# Homers and non-homing breeds together - do they come back?



## Pawbla (Jan 6, 2009)

I was wondering today at the shower -haha- what would happen if you have homers with any other breed with little or no homing instinct in the same "flock"; how far does the flock instinct go?
Do they come back too since they're in the same flock? Is there any needed percentage of homers you need to include? Who does this (if they do come back), and how many birds have you lost?


----------



## Flying Jay (Jul 6, 2009)

my brother had a feral that we homed from down the street with another homer and it always came back.... we did not try to go that far away from the loft with him though.


----------



## Pawbla (Jan 6, 2009)

They were paired? How much homing instinct do ferals have?


----------



## Guest (Dec 23, 2009)

Im just curious why you would do that ?


----------



## spirit wings (Mar 29, 2008)

homers are bred for a certain reason, to be taken from the loft and to fly home, so if you add another breed to the flock, either the non homers will confuse the homers or the homers may be bogged down from the non homers and not fly like they were meant too. some use other breeds as droppers, which they stick around the loft so when the homers come in they may be quicker to land and trap. I would say some may follow the homers home, but to release a non homer from their loft is cruel..they may get lost and not find home, but they could follow the homers, but the risk of doing it is inhumane IMO


----------



## Pawbla (Jan 6, 2009)

Aaahh, yeah. I was forgetting the other possibility.
Droppers are flightless (or unwilling to fly) or do they stay in the loft?



LokotaLoft said:


> Im just curious why you would do that ?

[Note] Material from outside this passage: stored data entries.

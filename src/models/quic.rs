/*!
QUIC wire-format constants and the per-flow connection-id model
([RFC 9000]/[RFC 9001] plus the drafts still seen in captures).

[RFC 9000]: https://datatracker.ietf.org/doc/html/rfc9000
[RFC 9001]: https://datatracker.ietf.org/doc/html/rfc9001
*/
use bitflags::bitflags;

/// UDP ports over which QUIC runs.
pub const QUIC_PORT_1: u16 = 443;
pub const QUIC_PORT_2: u16 = 4433;

/// Unix timestamp for 2015-01-01, when QUIC was introduced; older flows are
/// never classified as QUIC.
pub const QUIC_TSTAMP_2015: u64 = 1_420_070_400;

/// A first Initial packet must fit in a single UDP packet.
pub const QUIC_MAX_INITIAL_PKT_LEN: usize = 1500;

pub const QUIC_V1: u32 = 0x0000_0001;
pub const QUIC_V2: u32 = 0x6b33_43cf;
pub const QUIC_VERSION_DRAFT_20: u32 = 0xff00_0014;
pub const QUIC_VERSION_DRAFT_34: u32 = 0xff00_0022;

/// Flag-byte accessors shared by the long and short header forms.
#[inline]
pub const fn quic_has_long_header(flags: u8) -> bool {
    flags & 0x80 != 0
}

#[inline]
pub const fn quic_fixed_bit(flags: u8) -> bool {
    flags & 0x40 != 0
}

/// Long-header packet type (2 bits).
#[inline]
pub const fn quic_pkt_type(flags: u8) -> u8 {
    (flags & 0x30) >> 4
}

/// Encrypted-then-unmasked packet number length minus one (2 bits).
#[inline]
pub const fn quic_pkt_num_len(flags: u8) -> u8 {
    flags & 0x03
}

/// Long-header packet types.
pub const QUIC_PKT_TYPE_INITIAL: u8 = 0;
pub const QUIC_PKT_TYPE_0RTT: u8 = 1;
pub const QUIC_PKT_TYPE_HANDSHAKE: u8 = 2;
pub const QUIC_PKT_TYPE_RETRY: u8 = 3;
pub const QUIC_NUM_PKT_TYPE: usize = 4;

pub const QUIC_PKT_TYPE_STR: [&str; QUIC_NUM_PKT_TYPE] =
    ["Initial", "0-RTT", "Handshake", "Retry"];

/// Frame types appearing in Initial payloads.
pub const QUIC_FT_PADDING: u8 = 0x00;
pub const QUIC_FT_PING: u8 = 0x01;
pub const QUIC_FT_ACK: u8 = 0x02;
pub const QUIC_FT_ACK_ECN: u8 = 0x03;
pub const QUIC_FT_RESET_STREAM: u8 = 0x04;
pub const QUIC_FT_STOP_SENDING: u8 = 0x05;
pub const QUIC_FT_CRYPTO: u8 = 0x06;
pub const QUIC_FT_NEW_TOKEN: u8 = 0x07;
pub const QUIC_FT_STREAM_8: u8 = 0x08;
pub const QUIC_FT_STREAM_F: u8 = 0x0f;
pub const QUIC_FT_MAX_DATA: u8 = 0x10;
pub const QUIC_FT_MAX_STREAM_DATA: u8 = 0x11;
pub const QUIC_FT_MAX_STREAMS_BI: u8 = 0x12;
pub const QUIC_FT_MAX_STREAMS_UNI: u8 = 0x13;
pub const QUIC_FT_DATA_BLOCKED: u8 = 0x14;
pub const QUIC_FT_STREAM_DATA_BLOCKED: u8 = 0x15;
pub const QUIC_FT_STREAMS_BLOCKED_BI: u8 = 0x16;
pub const QUIC_FT_STREAMS_BLOCKED_UNI: u8 = 0x17;
pub const QUIC_FT_NEW_CONNECTION_ID: u8 = 0x18;
pub const QUIC_FT_RETIRE_CONNECTION_ID: u8 = 0x19;
pub const QUIC_FT_PATH_CHALLENGE: u8 = 0x1a;
pub const QUIC_FT_PATH_RESPONSE: u8 = 0x1b;
pub const QUIC_FT_CONNECTION_CLOSE_TPT: u8 = 0x1c;
pub const QUIC_FT_CONNECTION_CLOSE_APP: u8 = 0x1d;

#[inline]
pub const fn quic_frame_is_stream(frame_type: u8) -> bool {
    frame_type >= QUIC_FT_STREAM_8 && frame_type <= QUIC_FT_STREAM_F
}

/// Offset field present in a STREAM frame.
#[inline]
pub const fn quic_stream_has_off(frame_type: u8) -> bool {
    frame_type & 0x04 != 0
}

/// Length field present in a STREAM frame.
#[inline]
pub const fn quic_stream_has_len(frame_type: u8) -> bool {
    frame_type & 0x02 != 0
}

bitflags! {
    /// Per-flow status bitset (`quicStat` output column).
    #[derive(Debug, Clone, Copy, PartialEq, Eq, Default)]
    pub struct QuicStat: u8 {
        /// Flow is QUIC.
        const QUIC           = 0x01;
        /// Handshake packet type seen.
        const HANDSHAKE      = 0x02;
        /// Version negotiation (version is 0).
        const VERSION_NEGO   = 0x04;
        /// Version changed mid-flow.
        const VERSION_CHANGE = 0x08;
        /// Destination connection id changed.
        const DCID_CHANGE    = 0x10;
        /// Source connection id changed.
        const SCID_CHANGE    = 0x20;
        /// Original destination connection id changed.
        const ODCID_CHANGE   = 0x40;
        /// Snapped (bounded read failed).
        const SNAPPED        = 0x80;
    }
}

pub const QUIC_CID_BYTES_MAX: usize = 20;

/// A connection id, at most [`QUIC_CID_BYTES_MAX`] bytes.
#[derive(Debug, Clone, Copy, PartialEq, Eq, Default)]
pub struct QuicCid {
    bytes: [u8; QUIC_CID_BYTES_MAX],
    len: u8,
}

impl QuicCid {
    pub fn new(cid: &[u8]) -> QuicCid {
        let len = cid.len().min(QUIC_CID_BYTES_MAX);
        let mut bytes = [0u8; QUIC_CID_BYTES_MAX];
        bytes[..len].copy_from_slice(&cid[..len]);
        QuicCid { bytes, len: len as u8 }
    }

    #[inline]
    pub fn len(&self) -> usize {
        self.len as usize
    }

    #[inline]
    pub fn is_empty(&self) -> bool {
        self.len == 0
    }

    #[inline]
    pub fn as_bytes(&self) -> &[u8] {
        &self.bytes[..self.len as usize]
    }

    pub fn to_hex(&self) -> String {
        hex::encode(self.as_bytes())
    }
}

Dunno. To let them fly a bit? I was just wondering, I didn't want to do it XD. I don't even have homers.



I guess you're misunderstanding me a bit. Not release them like, take them miles away and release them, but like releasing them next to the loft.


----------



## Guest (Dec 23, 2009)

Pawbla said:


> Aaahh, yeah. I was forgetting the other possibility.
> Droppers are flightless (or unwilling to fly) or do they stay in the loft?
> 
> 
> ...


dropers are bird that stay close to the loft when let out and fly very little... my point was why cross breeds when there are so many that will fly around the loft just the way they are .. all pigeons have some homing ability so any breed could be possibly let out around their loft no need to cross any to find out what they can do after crossed was my point .. plus the less flying ability they have the more likely they will be killed off by birds of prey .


----------



## Pawbla (Jan 6, 2009)

They are so intelligent! I thought they wouldn't do so.

Thanks you two


----------